For many of us, the warmer spells of the summer holidays meant finding solace near a cool body of water.
Perhaps you’re setting sail. As you set out on your nautical adventure, you will have to work with the winds to reach your destination. And its strength will determine how strongly, and in what direction, you must work to get there.
Setting the Course
Finding your destination on the charts is a precondition for a successful voyage. Similarly, investing is about understanding where you are financially and determining your financial goals before you cast off and put the portfolio together.
The pessimist complains about the wind; the optimist expects it to change; the realist adjusts the sails.
Research shows that having the wrong asset allocation poses a threat to long-term investment goals. Just as setting the course is more important than any one nudge of the tiller, core allocations should be set to suit the investor’s goals and risk profile. In theory, maintaining it should then be easy – rebalancing the portfolio weights automatically on a quarterly or annual basis.
However, this passive, mechanical approach doesn’t adjust for the continual changes in markets. In contrast, a dynamic and opportunistic approach can enable a portfolio manager to favour assets benefiting from tailwinds and withdraw from those facing headwinds.
Navigating the Currents
For example, in a trending market, like the equity rally in the first half of 2019, momentum tends to drive asset prices higher or lower for an extended period of time. In this environment, fixed rebalancing of a multi-asset portfolio without any discretion would see the portfolio sell the best performing assets and buy into the weakest; effectively cutting winners and adding to losers and resulting in a lower return than if you had left positions alone.
Equally, when the tide starts to turn on a trend like the equity rally, having the process – and the remit – to identify and sell over-valued assets (or buy under-valued assets) is advantageous. Active management of the allocation enables a manager to potentially enhance returns through the ups and downs of markets.
A recent example of this for us is where we anticipated a bounce back from the steep sell-off that occurred at the end of 2018 and tilted the portfolio towards growth assets.

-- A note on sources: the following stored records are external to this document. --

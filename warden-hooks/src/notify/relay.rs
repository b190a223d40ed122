use lettre::message::header::ContentType;
use lettre::{Message, SmtpTransport, Transport};

use super::NotificationMessage;
use crate::config::MailSettings;
use crate::TransportError;

/// Delivers a notification to its recipients.
///
/// Implementations make exactly one attempt and must return within the timeout
/// configured in [`MailSettings`].
pub trait Relay {
    fn deliver(&self, settings: &MailSettings, message: &NotificationMessage) -> Result<(), TransportError>;
}

/// Delivery through an SMTP relay without authentication or TLS, as found on internal networks.
#[derive(Debug, Clone, Copy, Default)]
pub struct SmtpRelay;

impl SmtpRelay {
    pub fn new() -> Self {
        SmtpRelay
    }

    /// Assemble the mail message for `message`.
    pub fn build_message(settings: &MailSettings, message: &NotificationMessage) -> Result<Message, TransportError> {
        let mut builder = Message::builder()
            .from(settings.from.clone())
            .subject(message.subject.clone())
            .header(ContentType::TEXT_PLAIN);
        if let Some(reply_to) = &settings.reply_to {
            builder = builder.reply_to(reply_to.clone());
        }
        for recipient in &settings.recipients {
            builder = builder.to(recipient.clone());
        }
        Ok(builder.body(message.body.clone())?)
    }
}

impl Relay for SmtpRelay {
    fn deliver(&self, settings: &MailSettings, message: &NotificationMessage) -> Result<(), TransportError> {
        let mail = Self::build_message(settings, message)?;
        let transport = SmtpTransport::builder_dangerous(settings.host.as_str())
            .port(settings.port)
            .timeout(Some(settings.timeout))
            .build();
        transport
            .send(&mail)
            .map(|_response| ())
            .map_err(|source| TransportError::Relay {
                host: settings.host.clone(),
                port: settings.port,
                source,
            })
    }
}
//! Installation of the hook scripts that hand control to the `config-warden` binary.

use std::fs;
use std::path::{Path, PathBuf};

use super::HookKind;
use crate::vcs::Backend;
use crate::InstallError;

/// The directory git runs hooks from, as an absolute path.
pub fn hooks_dir(backend: &dyn Backend) -> Result<PathBuf, InstallError> {
    let dir = backend.git(&["rev-parse", "--path-format=absolute", "--git-path", "hooks"])?;
    Ok(PathBuf::from(dir))
}

/// The script git runs for `kind`; it replaces itself with `program`.
pub fn script(program: &Path, kind: HookKind) -> String {
    format!(
        "#!/bin/sh\n# Installed by config-warden.\nexec {} {kind} \"$@\"\n",
        shell_quote(&program.to_string_lossy())
    )
}

/// Write one script per [`HookKind`] into the hooks directory and return their paths.
///
/// Nothing is written if any script exists already, unless `force` is set.
pub fn install(backend: &dyn Backend, program: &Path, force: bool) -> Result<Vec<PathBuf>, InstallError> {
    let dir = hooks_dir(backend)?;
    let paths: Vec<PathBuf> = HookKind::ALL.iter().map(|kind| dir.join(kind.name())).collect();
    if !force {
        if let Some(existing) = paths.iter().find(|path| path.exists()) {
            return Err(InstallError::Exists { path: existing.clone() });
        }
    }

    fs::create_dir_all(&dir).map_err(|source| InstallError::Io {
        path: dir.clone(),
        source,
    })?;
    for (kind, path) in HookKind::ALL.into_iter().zip(&paths) {
        fs::write(path, script(program, kind)).map_err(|source| InstallError::Io {
            path: path.clone(),
            source,
        })?;
        make_executable(path)?;
        tracing::info!(hook = %kind, path = %path.display(), "installed hook");
    }
    Ok(paths)
}

#[cfg(unix)]
fn make_executable(path: &Path) -> Result<(), InstallError> {
    use std::os::unix::fs::PermissionsExt;
    fs::set_permissions(path, fs::Permissions::from_mode(0o755)).map_err(|source| InstallError::Io {
        path: path.to_owned(),
        source,
    })
}

#[cfg(not(unix))]
fn make_executable(_path: &Path) -> Result<(), InstallError> {
    Ok(())
}

fn shell_quote(text: &str) -> String {
    format!("'{}'", text.replace('\'', r"'\''"))
}
//! The commit policy.
//!
//! Exactly two rules, evaluated in order (first match wins):
//! 1. the author must be known and must not be blacklisted,
//! 2. commits to any branch but the primary one require a whitelisted user.
//!
//! Everything else is accepted.

use crate::config::PolicyConfig;

/// Why a commit was rejected.
#[derive(Debug, Clone, Copy, PartialEq, Eq)]
pub enum ReasonCode {
    /// The author is empty.
    UnknownAuthor,
    /// The author is on the blacklist.
    BlacklistedAuthor,
    /// A user not on the whitelist tried to commit to a non-primary branch.
    UnprivilegedBranch,
}

/// A rejected commit together with the message shown to the user.
#[derive(Debug, Clone, PartialEq, Eq)]
pub struct Rejection {
    pub code: ReasonCode,
    /// Human-readable explanation including what to do about it.
    pub reason: String,
}

/// Decision result from policy evaluation.
#[derive(Debug, Clone, PartialEq, Eq)]
pub enum PolicyDecision {
    Accepted,
    Rejected(Rejection),
}

impl PolicyDecision {
    pub fn is_accepted(&self) -> bool {
        matches!(self, PolicyDecision::Accepted)
    }

    /// The rejection, if the commit was rejected.
    pub fn rejection(&self) -> Option<&Rejection> {
        match self {
            PolicyDecision::Accepted => None,
            PolicyDecision::Rejected(rejection) => Some(rejection),
        }
    }
}

/// Decide whether `user` may commit as `author` to `branch`.
///
/// The author check runs first and short-circuits the branch check.
pub fn evaluate(author: &str, user: &str, branch: &str, config: &PolicyConfig) -> PolicyDecision {
    if author.is_empty() || config.blacklisted_authors.contains(author) {
        let (code, description) = if author.is_empty() {
            (ReasonCode::UnknownAuthor, "an unknown author (blank GIT_AUTHOR_NAME)".to_owned())
        } else {
            (ReasonCode::BlacklistedAuthor, format!("blacklisted author '{author}'"))
        };
        return PolicyDecision::Rejected(Rejection {
            code,
            reason: format!(
                "Commits are not allowed to be authored by {description}! You must either:\n  \
                 * Commit again under your own personal user account\n  \
                 * Commit again using --author=<your_name>"
            ),
        });
    }

    if branch != config.primary_branch && !config.whitelisted_users.contains(user) {
        let primary = &config.primary_branch;
        return PolicyDecision::Rejected(Rejection {
            code: ReasonCode::UnprivilegedBranch,
            reason: format!(
                "You are attempting to commit to non-primary branch '{branch}' as user '{user}'.\n\
                 This is not allowed: as an unprivileged user, you may only commit to primary branch '{primary}'.\n\
                 You will need to wait for the operations team to switch back to the primary branch \
                 before you commit your code."
            ),
        });
    }

    PolicyDecision::Accepted
}
//! The single place where hook failures are caught and reported.

use std::any::Any;
use std::backtrace::Backtrace;
use std::cell::{Cell, RefCell};
use std::error::Error as _;
use std::fmt::Write as _;
use std::io::Write as _;
use std::panic::{self, AssertUnwindSafe, Location};
use std::sync::Once;

use super::{Console, Context, Exit, HookKind};
use crate::notify::Event;
use crate::vcs::RepositoryState;
use crate::{ConfigError, HookError, VcsError, CHANGES_TARGET};

/// An error or panic that escaped a hook body, with the place it came from.
pub(crate) struct Failure {
    pub error: HookError,
    /// `file:line:column` of the `?` that raised the error, or of the panic.
    pub location: Option<String>,
    pub backtrace: Backtrace,
}

impl Failure {
    /// Capture the caller's location and stack.
    #[track_caller]
    pub fn new(error: HookError) -> Self {
        Self {
            error,
            location: Some(Location::caller().to_string()),
            backtrace: Backtrace::force_capture(),
        }
    }

    /// The error, its causes and the backtrace, as sent to the operations team.
    pub fn detail(&self) -> String {
        let mut text = format!("{} ({:?} error)", self.error, self.error.kind());
        let mut source = self.error.source();
        while let Some(cause) = source {
            let _ = write!(text, "\n  caused by: {cause}");
            source = cause.source();
        }
        if let Some(location) = &self.location {
            let _ = write!(text, "\n\nRaised at: {location}");
        }
        let _ = write!(text, "\n\nBacktrace:\n{}", self.backtrace);
        text
    }
}

impl From<HookError> for Failure {
    #[track_caller]
    fn from(error: HookError) -> Self {
        Self::new(error)
    }
}

impl From<ConfigError> for Failure {
    #[track_caller]
    fn from(error: ConfigError) -> Self {
        Self::new(error.into())
    }
}

impl From<VcsError> for Failure {
    #[track_caller]
    fn from(error: VcsError) -> Self {
        Self::new(error.into())
    }
}

/// Where a panic inside [`guard()`] happened, recorded before the stack unwinds.
struct PanicOrigin {
    location: Option<String>,
    backtrace: Backtrace,
}

thread_local! {
    static GUARDED: Cell<bool> = const { Cell::new(false) };
    static PANIC_ORIGIN: RefCell<Option<PanicOrigin>> = const { RefCell::new(None) };
}

/// Chain a panic hook that records the origin of panics raised inside [`guard()`].
///
/// Panics outside of a guarded body go to the previous hook unchanged.
fn record_panic_origins() {
    static INSTALL: Once = Once::new();
    INSTALL.call_once(|| {
        let previous = panic::take_hook();
        panic::set_hook(Box::new(move |info| {
            if GUARDED.with(Cell::get) {
                let origin = PanicOrigin {
                    location: info.location().map(ToString::to_string),
                    backtrace: Backtrace::force_capture(),
                };
                PANIC_ORIGIN.with(|slot| *slot.borrow_mut() = Some(origin));
            } else {
                previous(info);
            }
        }));
    });
}

/// Run `body`, turning panics into a [`Failure`] as well.
pub(crate) fn guard<T>(body: impl FnOnce() -> Result<T, Failure>) -> Result<T, Failure> {
    record_panic_origins();
    let was_guarded = GUARDED.with(|guarded| guarded.replace(true));
    let outcome = panic::catch_unwind(AssertUnwindSafe(body));
    GUARDED.with(|guarded| guarded.set(was_guarded));

    match outcome {
        Ok(result) => result,
        Err(payload) => {
            let error = HookError::internal(panic_message(payload.as_ref()));
            Err(match PANIC_ORIGIN.with(|slot| slot.borrow_mut().take()) {
                Some(origin) => Failure {
                    error,
                    location: origin.location,
                    backtrace: origin.backtrace,
                },
                None => Failure {
                    error,
                    location: None,
                    backtrace: Backtrace::force_capture(),
                },
            })
        }
    }
}

fn panic_message(payload: &(dyn Any + Send)) -> String {
    if let Some(message) = payload.downcast_ref::<&str>() {
        (*message).to_owned()
    } else if let Some(message) = payload.downcast_ref::<String>() {
        message.clone()
    } else {
        "panic with a non-string payload".to_owned()
    }
}

/// Tell the user, then try to tell the operations team.
pub(crate) fn report(kind: HookKind, failure: Failure, ctx: &Context<'_>, console: &mut Console<'_>) -> Exit {
    tracing::error!(
        target: CHANGES_TARGET,
        hook = %kind,
        error = %failure.error,
        location = failure.location.as_deref().unwrap_or("unknown"),
        "hook failed"
    );
    tracing::debug!(backtrace = %failure.backtrace, "failure backtrace");
    notify_user(kind, &failure.error, console);

    let detail = failure.detail();
    let message = ctx.composer.compose(
        Event::Failure {
            hook: kind,
            detail: &detail,
        },
        &RepositoryState::default(),
    );
    ctx.dispatcher.dispatch(&message, console);
    Exit::Failed(kind)
}

/// Report a failure that happened before a notification could be composed.
pub(crate) fn bare_diagnostic(kind: HookKind, error: &HookError, console: &mut Console<'_>) -> Exit {
    tracing::error!(target: CHANGES_TARGET, hook = %kind, %error, "hook could not start");
    notify_user(kind, error, console);
    let _ = writeln!(
        console.err,
        "No notification could be sent. Please check the 'warden.*' entries of the git configuration."
    );
    Exit::Failed(kind)
}

fn notify_user(kind: HookKind, error: &HookError, console: &mut Console<'_>) {
    let _ = if kind.can_block() {
        writeln!(console.err, "ERROR: {kind} hook failed: {error}\nNO CODE HAS BEEN COMMITTED!")
    } else {
        writeln!(
            console.err,
            "{kind} hook failed: {error}\nHook failed! THIS DOES NOT AFFECT THE {}",
            kind.operation().to_uppercase()
        )
    };
}
#![deny(rust_2018_idioms, unsafe_code)]

use std::io::{self, Write as _};
use std::path::PathBuf;
use std::process::ExitCode;

use anyhow::Context as _;
use clap::{Parser, Subcommand};
use warden_hooks::hooks::{self, install, CheckoutKind, Console, HookInvocation};
use warden_hooks::notify::SmtpRelay;
use warden_hooks::GitCli;

mod shared;

/// Guard and audit changes to a shared configuration repository from git hooks.
#[derive(Debug, Parser)]
#[command(name = "config-warden", version)]
struct Args {
    /// Also log debug messages to standard error.
    #[arg(long, short = 'v', global = true)]
    verbose: bool,

    /// Directory receiving the debug and change logs, overriding `warden.logdir`.
    #[arg(long, global = true, value_name = "DIR")]
    log_dir: Option<PathBuf>,

    /// Run as if started in DIR.
    #[arg(short = 'C', global = true, value_name = "DIR")]
    repository: Option<PathBuf>,

    #[command(subcommand)]
    cmd: Subcommands,
}

#[derive(Debug, Subcommand)]
enum Subcommands {
    /// Check the pending commit against the commit policy.
    PreCommit,
    /// Announce the commit that was just made.
    PostCommit,
    /// Announce a checkout.
    PostCheckout {
        /// The ref of the previous HEAD.
        previous: String,
        /// The ref of the new HEAD.
        new: String,
        /// 1 for a branch checkout, 0 for a file checkout.
        #[arg(value_name = "FLAG")]
        kind: CheckoutKind,
    },
    /// Install hook scripts that run this program.
    Install {
        /// Replace existing hook scripts.
        #[arg(long)]
        force: bool,
    },
}

fn main() -> ExitCode {
    let args = Args::parse();
    let git = match &args.repository {
        Some(dir) => GitCli::at(dir.clone()),
        None => GitCli::new(),
    };
    let log_dir = args
        .log_dir
        .clone()
        .unwrap_or_else(|| warden_hooks::config::log_dir(&git));
    let _guards = shared::init_logging(args.verbose, &log_dir);

    let invocation = match args.cmd {
        Subcommands::PreCommit => HookInvocation::PreCommit,
        Subcommands::PostCommit => HookInvocation::PostCommit,
        Subcommands::PostCheckout { previous, new, kind } => HookInvocation::PostCheckout { previous, new, kind },
        Subcommands::Install { force } => {
            return match install_hooks(&git, force) {
                Ok(()) => ExitCode::SUCCESS,
                Err(err) => {
                    let _ = writeln!(io::stderr(), "Error: {err:?}");
                    ExitCode::FAILURE
                }
            };
        }
    };

    let (mut out, mut err) = (io::stdout().lock(), io::stderr().lock());
    let exit = hooks::run(
        &invocation,
        &git,
        &git,
        &SmtpRelay::new(),
        &mut Console::new(&mut out, &mut err),
    );
    tracing::debug!(?exit, "hook finished");
    ExitCode::from(exit.code())
}

fn install_hooks(git: &GitCli, force: bool) -> anyhow::Result<()> {
    let program = std::env::current_exe().context("could not determine the path of this executable")?;
    let written = install::install(git, &program, force).context("could not install the hook scripts")?;
    for path in written {
        println!("installed {}", path.display());
    }
    Ok(())
}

This served us well as easy monetary policy and positive developments in the US-China trade negotiations provided a favourable backdrop for risk assets: growth assets trended higher for most of the first half of 2019.
In early May, noting the strong performance of growth assets and concerned that investors were becoming complacent on relations between US and China, we reallocated some exposure from growth assets towards defensive ones. During May as a whole, global equities fell by six per cent, while developed market government bonds rallied 1.5 per cent. The chart below illustrates how we took advantage of the market trends that first drove growth assets to outperform, then reverse.
Dynamic opportunistic allocation decisions during 2019 market moves
Manning the ship
But reaping the benefits of flexibility to maintain the portfolio’s course requires having the right tools to make informed decisions and effective collaboration across teams. Ask your manager:
- How do they conduct their asset allocation? Is it dynamic or passive, in-house or outsourced, and why?
- What is their investment process? What resources do they use for their research?
- How do their teams work together to make investment decisions?
Being able to conduct proper research on the macro environment and spot emerging trends, as well as identify undervalued and overvalued assets across sectors, is paramount. Sharing this information efficiently across teams allows for debate and an alignment of views, ensuring investment choices in one part of the portfolio do not go against those in another asset class.
As the oft-quoted philosopher Heraclitus once said, “Everything flows and nothing stays”. So while setting the right course is crucial, maintaining it in the changing tides of financial markets also requires the right tools to navigate and effective teamwork to steer the ship.